• Supplied information:
================================

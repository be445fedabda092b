//! The tunnel itself is run by the kernel module and configured through the
//! `wg`/`wg-quick` tools; [`TunnelBackend`] is the seam the supervisor drives.

use crate::command::{self, stderr_of};
use crate::error::{Result, WireGuardError};
use crate::peer::PeerSpec;
use async_trait::async_trait;
use chrono::{DateTime, TimeZone, Utc};
use std::path::Path;
use tracing::{debug, info};

/// Live state of one peer as reported by `wg show <iface> dump`
#[derive(Debug, Clone, PartialEq, Eq)]
pub struct PeerDump {
    pub public_key: String,
    pub endpoint: Option<String>,
    pub allowed_ips: Vec<String>,
    pub last_handshake: Option<DateTime<Utc>>,
    pub rx_bytes: u64,
    pub tx_bytes: u64,
}

#[async_trait]
pub trait TunnelBackend: Send + Sync {
    /// Fails with `ToolUnavailable` when the tooling is not installed
    async fn check_available(&self) -> Result<()>;

    async fn interface_exists(&self, interface: &str) -> Result<bool>;

    async fn bring_up(&self, config_path: &Path) -> Result<()>;

    async fn bring_down(&self, config_path: &Path) -> Result<()>;

    /// Add or replace a peer on the running interface.
    ///
    /// Settings absent from `peer` are cleared on the interface.
    async fn set_peer(&self, interface: &str, peer: &PeerSpec) -> Result<()>;

    async fn remove_peer(&self, interface: &str, public_key: &str) -> Result<()>;

    async fn dump(&self, interface: &str) -> Result<Vec<PeerDump>>;
}

/// Backend shelling out to `wg` and `wg-quick`
#[derive(Debug, Clone)]
pub struct WgQuickBackend {
    wg: String,
    wg_quick: String,
}

impl Default for WgQuickBackend {
    fn default() -> Self {
        Self::new("wg", "wg-quick")
    }
}

impl WgQuickBackend {
    pub fn new(wg: impl Into<String>, wg_quick: impl Into<String>) -> Self {
        Self {
            wg: wg.into(),
            wg_quick: wg_quick.into(),
        }
    }
}

#[async_trait]
impl TunnelBackend for WgQuickBackend {
    async fn check_available(&self) -> Result<()> {
        let output = command::run(&self.wg, &["--version"]).await?;
        if !output.status.success() {
            return Err(WireGuardError::ToolUnavailable(format!(
                "{} --version failed: {}",
                self.wg,
                stderr_of(&output)
            )));
        }
        // wg-quick has no version flag; `-h` exits non-zero but proves it runs
        command::run(&self.wg_quick, &["-h"]).await?;
        Ok(())
    }

    async fn interface_exists(&self, interface: &str) -> Result<bool> {
        let output = command::run(&self.wg, &["show", interface]).await?;
        if output.status.success() {
            return Ok(true);
        }
        let stderr = stderr_of(&output).to_lowercase();
        if stderr.contains("operation not permitted") || stderr.contains("permission denied") {
            return Err(WireGuardError::PermissionDenied(stderr));
        }
        Ok(false)
    }

    async fn bring_up(&self, config_path: &Path) -> Result<()> {
        let path = config_path.to_string_lossy();
        let output = command::run(&self.wg_quick, &["up", path.as_ref()]).await?;
        if !output.status.success() {
            return Err(command::failure(&output, WireGuardError::Start));
        }
        info!(config = %path, "wg-quick up completed");
        Ok(())
    }

    async fn bring_down(&self, config_path: &Path) -> Result<()> {
        let path = config_path.to_string_lossy();
        let output = command::run(&self.wg_quick, &["down", path.as_ref()]).await?;
        if !output.status.success() {
            return Err(command::failure(&output, WireGuardError::Stop));
        }
        info!(config = %path, "wg-quick down completed");
        Ok(())
    }

    async fn set_peer(&self, interface: &str, peer: &PeerSpec) -> Result<()> {
        let allowed_ips = peer.allowed_ips.join(",");
        let keepalive = peer
            .persistent_keepalive
            .map_or_else(|| "off".to_string(), |k| k.to_string());

        let mut args = vec![
            "set",
            interface,
            "peer",
            peer.public_key.as_str(),
            "allowed-ips",
            allowed_ips.as_str(),
        ];
        if let Some(endpoint) = &peer.endpoint {
            args.extend(["endpoint", endpoint.as_str()]);
        }
        args.extend(["persistent-keepalive", keepalive.as_str()]);

        let output = match &peer.preshared_key {
            Some(psk) => {
                args.extend(["preshared-key", "/dev/stdin"]);
                command::run_with_stdin(&self.wg, &args, psk).await?
            }
            // An empty key file removes the preshared key
            None => {
                args.extend(["preshared-key", "/dev/null"]);
                command::run(&self.wg, &args).await?
            }
        };

        if !output.status.success() {
            return Err(command::failure(&output, WireGuardError::Sync));
        }
        debug!(interface, peer = %peer.public_key, "peer applied");
        Ok(())
    }

    async fn remove_peer(&self, interface: &str, public_key: &str) -> Result<()> {
        let output =
            command::run(&self.wg, &["set", interface, "peer", public_key, "remove"]).await?;
        if !output.status.success() {
            return Err(command::failure(&output, WireGuardError::Sync));
        }
        debug!(interface, peer = %public_key, "peer removed");
        Ok(())
    }

    async fn dump(&self, interface: &str) -> Result<Vec<PeerDump>> {
        let output = command::run(&self.wg, &["show", interface, "dump"]).await?;
        if !output.status.success() {
            return Err(command::failure(&output, WireGuardError::CommandError));
        }
        Ok(parse_dump(&String::from_utf8_lossy(&output.stdout)))
    }
}

/// Parse `wg show <iface> dump`.
///
/// The first line describes the interface (4 fields) and is skipped; each
/// peer line has 8 tab-separated fields.
pub fn parse_dump(output: &str) -> Vec<PeerDump> {
    output
        .lines()
        .filter_map(|line| {
            let fields: Vec<&str> = line.split('\t').collect();
            if fields.len() != 8 {
                return None;
            }

            let endpoint = match fields[2] {
                "(none)" | "" => None,
                e => Some(e.to_string()),
            };
            let allowed_ips = match fields[3] {
                "(none)" | "" => Vec::new(),
                ips => ips.split(',').map(|s| s.trim().to_string()).collect(),
            };
            let last_handshake = fields[4]
                .parse::<i64>()
                .ok()
                .filter(|secs| *secs > 0)
                .and_then(|secs| Utc.timestamp_opt(secs, 0).single());

            Some(PeerDump {
                public_key: fields[0].to_string(),
                endpoint,
                allowed_ips,
                last_handshake,
                rx_bytes: fields[5].parse().unwrap_or(0),
                tx_bytes: fields[6].parse().unwrap_or(0),
            })
        })
        .collect()
}

/// Write a configuration file readable by the owner only
pub async fn write_config(path: &Path, contents: &str) -> Result<()> {
    if let Some(parent) = path.parent() {
        tokio::fs::create_dir_all(parent).await?;
    }

    let mut options = tokio::fs::OpenOptions::new();
    options.write(true).create(true).truncate(true);
    #[cfg(unix)]
    options.mode(0o600);

    let mut file = options.open(path).await?;
    tokio::io::AsyncWriteExt::write_all(&mut file, contents.as_bytes()).await?;
    tokio::io::AsyncWriteExt::flush(&mut file).await?;

    #[cfg(unix)]
    {
        use std::os::unix::fs::PermissionsExt;
        tokio::fs::set_permissions(path, std::fs::Permissions::from_mode(0o600)).await?;
    }

    debug!(path = %path.display(), "tunnel config written");
    Ok(())
}
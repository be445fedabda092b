//! Error types for the forwarding engine

use std::net::SocketAddr;
use thiserror::Error;
use vpn_types::{CommonError, ErrorKind};

pub type Result<T> = std::result::Result<T, ForwardError>;

#[derive(Error, Debug)]
pub enum ForwardError {
    #[error("Invalid rule: {0}")]
    Validation(String),

    #[error("Listen address conflict: {0}")]
    Conflict(String),

    #[error("Forward rule {0} not found")]
    NotFound(u64),

    #[error("Forward rule {0} is already running")]
    AlreadyRunning(u64),

    #[error("Invalid state: {0}")]
    InvalidState(String),

    #[error("Failed to bind {address}: {source}")]
    Bind {
        address: String,
        #[source]
        source: std::io::Error,
    },

    #[error("Upstream connection to {0} failed: {1}")]
    Upstream(String, String),

    #[error("Connect to {0} timed out")]
    ConnectTimeout(SocketAddr),

    #[error("Metrics error: {0}")]
    Metrics(String),

    #[error("IO error: {0}")]
    Io(#[from] std::io::Error),

    #[error(transparent)]
    Common(#[from] CommonError),
}

impl ForwardError {
    pub fn validation(msg: impl Into<String>) -> Self {
        Self::Validation(msg.into())
    }

    pub fn conflict(msg: impl Into<String>) -> Self {
        Self::Conflict(msg.into())
    }

    pub fn invalid_state(msg: impl Into<String>) -> Self {
        Self::InvalidState(msg.into())
    }

    pub fn kind(&self) -> ErrorKind {
        match self {
            ForwardError::Validation(_) => ErrorKind::Validation,
            ForwardError::Conflict(_) => ErrorKind::Conflict,
            ForwardError::NotFound(_) => ErrorKind::NotFound,
            ForwardError::AlreadyRunning(_) => ErrorKind::AlreadyRunning,
            ForwardError::InvalidState(_) => ErrorKind::InvalidState,
            ForwardError::Bind { source, .. } => {
                if source.kind() == std::io::ErrorKind::PermissionDenied {
                    ErrorKind::Permission
                } else {
                    ErrorKind::Bind
                }
            }
            ForwardError::ConnectTimeout(_) => ErrorKind::Timeout,
            ForwardError::Upstream(..) | ForwardError::Metrics(_) | ForwardError::Io(_) => {
                ErrorKind::Internal
            }
            ForwardError::Common(e) => e.kind(),
        }
    }
}

impl From<prometheus::Error> for ForwardError {
    fn from(err: prometheus::Error) -> Self {
        Self::Metrics(err.to_string())
    }
}
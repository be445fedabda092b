use thiserror::Error;
use vpn_types::ErrorKind;

#[derive(Error, Debug)]
pub enum CryptoError {
    #[error("Key generation failed: {0}")]
    KeyGenerationError(String),

    #[error("Encoding error: {0}")]
    EncodingError(String),

    #[error("QR code generation failed: {0}")]
    QrCodeError(String),

    #[error("Invalid key format: {0}")]
    InvalidKeyFormat(String),

    #[error("Base64 decode error: {0}")]
    Base64Error(#[from] base64::DecodeError),

    #[error("Image error: {0}")]
    ImageError(#[from] image::ImageError),
}

impl CryptoError {
    pub fn kind(&self) -> ErrorKind {
        match self {
            CryptoError::InvalidKeyFormat(_) | CryptoError::Base64Error(_) => ErrorKind::Validation,
            CryptoError::KeyGenerationError(_)
            | CryptoError::EncodingError(_)
            | CryptoError::QrCodeError(_)
            | CryptoError::ImageError(_) => ErrorKind::Internal,
        }
    }
}

pub type Result<T> = std::result::Result<T, CryptoError>;
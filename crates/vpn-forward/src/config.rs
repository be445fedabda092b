//! Relay engine configuration

use serde::{Deserialize, Serialize};
use std::time::Duration;

#[derive(Debug, Clone, Serialize, Deserialize)]
#[serde(default)]
pub struct ForwardConfig {
    /// Upper bound for dialing the target of a new connection
    pub connect_timeout_ms: u64,

    /// UDP sessions without traffic for this long are reclaimed
    pub udp_idle_timeout_ms: u64,

    /// How often the UDP session table is swept
    pub udp_sweep_interval_ms: u64,

    /// Copy buffer per connection direction
    pub buffer_size: usize,

    /// Used when a rule is created without `maxConnections`
    pub default_max_connections: u32,

    /// Interval of the upload/download speed sampler
    pub speed_sample_interval_ms: u64,
}

impl Default for ForwardConfig {
    fn default() -> Self {
        Self {
            connect_timeout_ms: 10_000,
            udp_idle_timeout_ms: 120_000,
            udp_sweep_interval_ms: 30_000,
            buffer_size: 64 * 1024,
            default_max_connections: 1000,
            speed_sample_interval_ms: 1000,
        }
    }
}

impl ForwardConfig {
    pub fn connect_timeout(&self) -> Duration {
        Duration::from_millis(self.connect_timeout_ms.max(1))
    }

    pub fn udp_idle_timeout(&self) -> Duration {
        Duration::from_millis(self.udp_idle_timeout_ms.max(1))
    }

    pub fn udp_sweep_interval(&self) -> Duration {
        Duration::from_millis(self.udp_sweep_interval_ms.max(1))
    }

    pub fn speed_sample_interval(&self) -> Duration {
        Duration::from_millis(self.speed_sample_interval_ms.max(10))
    }
}
//! Concurrent TCP port scanner
//!
//! Each probe is a TCP connect with a per-probe timeout. Probes run as tokio
//! tasks behind a semaphore so the number in flight never exceeds the
//! requested concurrency. Results land in a slot per port, so the returned
//! list is always in ascending port order regardless of completion order.

use crate::error::{NetworkError, Result};
use crate::sockets::SocketInspector;
use serde::{Deserialize, Serialize};
use std::net::{IpAddr, Ipv4Addr, SocketAddr};
use std::sync::Arc;
use std::time::{Duration, Instant};
use tokio::net::TcpStream;
use tokio::sync::Semaphore;
use tokio::task::JoinSet;
use tokio_util::sync::CancellationToken;
use tracing::{debug, info};
use vpn_types::{ConnectionInfo, HostValidator, ListeningSocket, NetworkProtocol, PortSelection, PortValidator};

#[derive(Debug, Clone, Copy, PartialEq, Eq, Serialize, Deserialize)]
#[serde(rename_all = "lowercase")]
pub enum PortState {
    /// Connect succeeded
    Open,
    /// Connection actively refused
    Closed,
    /// No answer within the timeout, or the path is unreachable
    Filtered,
}

#[derive(Debug, Clone, PartialEq, Serialize, Deserialize)]
#[serde(rename_all = "camelCase")]
pub struct PortScanResult {
    pub port: u16,
    pub state: PortState,
    /// Probe duration in milliseconds
    #[serde(rename = "latency")]
    pub latency_ms: f64,
}

#[derive(Debug, Clone, Serialize, Deserialize)]
#[serde(rename_all = "camelCase")]
pub struct ScanRequest {
    pub target_host: String,
    pub ports: PortSelection,
    /// Per-probe timeout in milliseconds
    #[serde(default)]
    pub timeout: Option<u64>,
    #[serde(default)]
    pub concurrency: Option<usize>,
}

impl ScanRequest {
    pub fn new(target_host: impl Into<String>, ports: impl Into<PortSelection>) -> Self {
        Self {
            target_host: target_host.into(),
            ports: ports.into(),
            timeout: None,
            concurrency: None,
        }
    }

    pub fn with_timeout(mut self, timeout: Duration) -> Self {
        self.timeout = Some(timeout.as_millis() as u64);
        self
    }

    pub fn with_concurrency(mut self, concurrency: usize) -> Self {
        self.concurrency = Some(concurrency);
        self
    }
}

/// Result of a single local port check
#[derive(Debug, Clone, PartialEq, Serialize, Deserialize)]
#[serde(rename_all = "camelCase")]
pub struct PortCheck {
    pub port: u16,
    pub state: PortState,
    pub in_use: bool,
    #[serde(rename = "latency")]
    pub latency_ms: f64,
    pub process: Option<String>,
    pub pid: Option<u32>,
}

#[derive(Debug, Clone, Serialize, Deserialize)]
#[serde(default)]
pub struct ScannerConfig {
    pub default_timeout_ms: u64,
    pub default_concurrency: usize,
    pub max_concurrency: usize,
}

impl Default for ScannerConfig {
    fn default() -> Self {
        Self {
            default_timeout_ms: 200,
            default_concurrency: 100,
            max_concurrency: 1000,
        }
    }
}

pub struct PortScanner {
    config: ScannerConfig,
    host_validator: HostValidator,
    inspector: SocketInspector,
}

impl PortScanner {
    pub fn new(config: ScannerConfig) -> Self {
        Self {
            config,
            host_validator: HostValidator,
            inspector: SocketInspector::default(),
        }
    }

    pub fn with_inspector(mut self, inspector: SocketInspector) -> Self {
        self.inspector = inspector;
        self
    }

    pub fn config(&self) -> &ScannerConfig {
        &self.config
    }

    /// Probe every requested port; never fails because of a single probe
    pub async fn scan(&self, request: &ScanRequest) -> Result<Vec<PortScanResult>> {
        self.scan_cancellable(request, CancellationToken::new()).await
    }

    /// Like [`scan`](Self::scan) but abandons outstanding probes once `token`
    /// is cancelled, returning [`NetworkError::ScanCancelled`]
    pub async fn scan_cancellable(
        &self,
        request: &ScanRequest,
        token: CancellationToken,
    ) -> Result<Vec<PortScanResult>> {
        let ports = request
            .ports
            .expand()
            .map_err(|e| NetworkError::InvalidRange(e.to_string()))?;

        let timeout = match request.timeout {
            Some(0) => return Err(NetworkError::validation("Probe timeout must be positive")),
            Some(ms) => Duration::from_millis(ms),
            None => Duration::from_millis(self.config.default_timeout_ms),
        };

        let concurrency = request
            .concurrency
            .unwrap_or(self.config.default_concurrency)
            .clamp(1, self.config.max_concurrency.max(1));

        let target = self.resolve(&request.target_host).await?;
        let total = ports.len();

        info!(
            target = %target,
            ports = total,
            concurrency,
            timeout_ms = timeout.as_millis() as u64,
            "starting port scan"
        );
        let started = Instant::now();

        let semaphore = Arc::new(Semaphore::new(concurrency));
        let mut slots: Vec<Option<PortScanResult>> = vec![None; total];
        let mut tasks = JoinSet::new();
        let mut completed = 0usize;

        for (index, &port) in ports.iter().enumerate() {
            let permit = tokio::select! {
                biased;
                _ = token.cancelled() => {
                    tasks.abort_all();
                    return Err(NetworkError::ScanCancelled { completed, total });
                }
                permit = semaphore.clone().acquire_owned() => match permit {
                    Ok(permit) => permit,
                    Err(_) => break,
                },
            };

            tasks.spawn(async move {
                let result = probe(SocketAddr::new(target, port), timeout).await;
                drop(permit);
                (index, result)
            });
        }

        loop {
            let joined = tokio::select! {
                biased;
                _ = token.cancelled() => {
                    tasks.abort_all();
                    return Err(NetworkError::ScanCancelled { completed, total });
                }
                joined = tasks.join_next() => joined,
            };
            match joined {
                Some(Ok((index, result))) => {
                    slots[index] = Some(result);
                    completed += 1;
                }
                Some(Err(e)) => debug!(error = %e, "probe task failed"),
                None => break,
            }
        }

        // A probe task that panicked still yields a result for its port
        let results: Vec<PortScanResult> = slots
            .into_iter()
            .zip(ports.iter())
            .map(|(slot, &port)| {
                slot.unwrap_or(PortScanResult {
                    port,
                    state: PortState::Filtered,
                    latency_ms: 0.0,
                })
            })
            .collect();

        let open = results.iter().filter(|r| r.state == PortState::Open).count();
        info!(
            target = %target,
            ports = total,
            open,
            elapsed_ms = started.elapsed().as_millis() as u64,
            "port scan finished"
        );

        Ok(results)
    }

    /// Probe one port on the local host and report the owning process
    pub async fn check(&self, port: u16) -> Result<PortCheck> {
        PortValidator::validate(port)?;

        let timeout = Duration::from_millis(self.config.default_timeout_ms);
        let result = probe(SocketAddr::new(IpAddr::V4(Ipv4Addr::LOCALHOST), port), timeout).await;

        let owner = self
            .inspector
            .listening()
            .await?
            .into_iter()
            .find(|s| s.port == port && s.protocol == NetworkProtocol::Tcp);

        Ok(PortCheck {
            port,
            state: result.state,
            in_use: result.state == PortState::Open || owner.is_some(),
            latency_ms: result.latency_ms,
            process: owner.as_ref().and_then(|s| s.process.clone()),
            pid: owner.and_then(|s| s.pid),
        })
    }

    pub async fn listen(&self) -> Result<Vec<ListeningSocket>> {
        self.inspector.listening().await
    }

    pub async fn connections(&self, port: u16) -> Result<Vec<ConnectionInfo>> {
        PortValidator::validate(port)?;
        self.inspector.connections(port).await
    }

    async fn resolve(&self, host: &str) -> Result<IpAddr> {
        self.host_validator.validate(host)?;
        let host = host.trim().trim_start_matches('[').trim_end_matches(']');

        if let Ok(ip) = host.parse::<IpAddr>() {
            return Ok(ip);
        }

        let mut addrs = tokio::net::lookup_host((host, 0))
            .await
            .map_err(|e| NetworkError::validation(format!("Cannot resolve '{}': {}", host, e)))?;
        addrs
            .next()
            .map(|addr| addr.ip())
            .ok_or_else(|| NetworkError::validation(format!("'{}' has no addresses", host)))
    }
}

async fn probe(addr: SocketAddr, timeout: Duration) -> PortScanResult {
    let started = Instant::now();
    let state = match tokio::time::timeout(timeout, TcpStream::connect(addr)).await {
        Ok(Ok(_stream)) => PortState::Open,
        Ok(Err(e)) if e.kind() == std::io::ErrorKind::ConnectionRefused => PortState::Closed,
        Ok(Err(_)) | Err(_) => PortState::Filtered,
    };
    let latency = started.elapsed().as_secs_f64() * 1000.0;

    PortScanResult {
        port: addr.port(),
        state,
        latency_ms: (latency * 1000.0).round() / 1000.0,
    }
}

#[cfg(test)]
mod tests {
    use super::*;
    use tokio::net::TcpListener;
    use vpn_types::PortRange;

    #[tokio::test]
    async fn test_open_and_closed_ports() {
        let listener = TcpListener::bind("127.0.0.1:0").await.unwrap();
        let open_port = listener.local_addr().unwrap().port();

        // Bind and drop to find a port that is very likely refused
        let closed_port = {
            let l = std::net::TcpListener::bind("127.0.0.1:0").unwrap();
            l.local_addr().unwrap().port()
        };

        let scanner = PortScanner::new(ScannerConfig::default());
        let request = ScanRequest::new("127.0.0.1", vec![closed_port, open_port]);
        let results = scanner.scan(&request).await.unwrap();

        assert_eq!(results.len(), 2);
        let open = results.iter().find(|r| r.port == open_port).unwrap();
        assert_eq!(open.state, PortState::Open);
        let closed = results.iter().find(|r| r.port == closed_port).unwrap();
        assert_eq!(closed.state, PortState::Closed);
    }

    #[tokio::test]
    async fn test_results_are_ascending_and_complete() {
        let scanner = PortScanner::new(ScannerConfig::default());
        let request = ScanRequest::new("127.0.0.1", PortRange::new(40000, 40199))
            .with_concurrency(7)
            .with_timeout(Duration::from_millis(100));

        let results = scanner.scan(&request).await.unwrap();
        assert_eq!(results.len(), 200);
        assert!(results.windows(2).all(|w| w[0].port + 1 == w[1].port));
    }

    #[tokio::test]
    async fn test_invalid_ranges_rejected() {
        let scanner = PortScanner::new(ScannerConfig::default());

        let empty = ScanRequest::new("127.0.0.1", Vec::<u16>::new());
        let err = scanner.scan(&empty).await.unwrap_err();
        assert!(matches!(err, NetworkError::InvalidRange(_)));

        let inverted = ScanRequest::new("127.0.0.1", PortRange::new(100, 1));
        assert!(matches!(
            scanner.scan(&inverted).await,
            Err(NetworkError::InvalidRange(_))
        ));
    }

    #[tokio::test]
    async fn test_bad_target_rejected() {
        let scanner = PortScanner::new(ScannerConfig::default());
        let request = ScanRequest::new("not a host", vec![80]);
        assert_eq!(
            scanner.scan(&request).await.unwrap_err().kind(),
            vpn_types::ErrorKind::Validation
        );
    }

    #[tokio::test]
    async fn test_cancelled_scan() {
        let scanner = PortScanner::new(ScannerConfig::default());
        let token = CancellationToken::new();
        token.cancel();

        let request = ScanRequest::new("127.0.0.1", PortRange::new(1, 1024));
        let err = scanner.scan_cancellable(&request, token).await.unwrap_err();
        assert!(matches!(err, NetworkError::ScanCancelled { .. }));
    }

    #[tokio::test]
    async fn test_check_reports_listening_port_in_use() {
        let listener = TcpListener::bind("127.0.0.1:0").await.unwrap();
        let port = listener.local_addr().unwrap().port();

        let scanner = PortScanner::new(ScannerConfig::default());
        let check = scanner.check(port).await.unwrap();
        assert!(check.in_use);
        assert_eq!(check.state, PortState::Open);

        assert!(scanner.check(0).await.is_err());
    }
}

================================

• Problem:
Lines with the word "options" in them are the answer; report each one from the data.

• Answer box:
    let mut options = tokio::fs::OpenOptions::new();
    options.write(true).create(true).truncate(true);
    options.mode(0o600);
    let mut file = options.open(path).await?;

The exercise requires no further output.